//! Type definitions for the Mosaic Store
//!
//! This module contains the foundational value types organized by
//! category.

/// Identifier types
pub mod ids;
/// Weak typed references
pub mod reference;
/// Dynamic value representation
pub mod value;
/// System-wide error types
pub mod error;

// Re-export commonly used types for convenience
pub use error::{Result, StoreError, StreamError};
pub use ids::Identifier;
pub use reference::{RecordClass, Ref};
pub use value::{AssetHandle, EnumValue, FieldKind, Value};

■ ■ ■ ■ ■

For the listing above, give the number of lines in which the string "Identifier" occurs, and nothing else.

2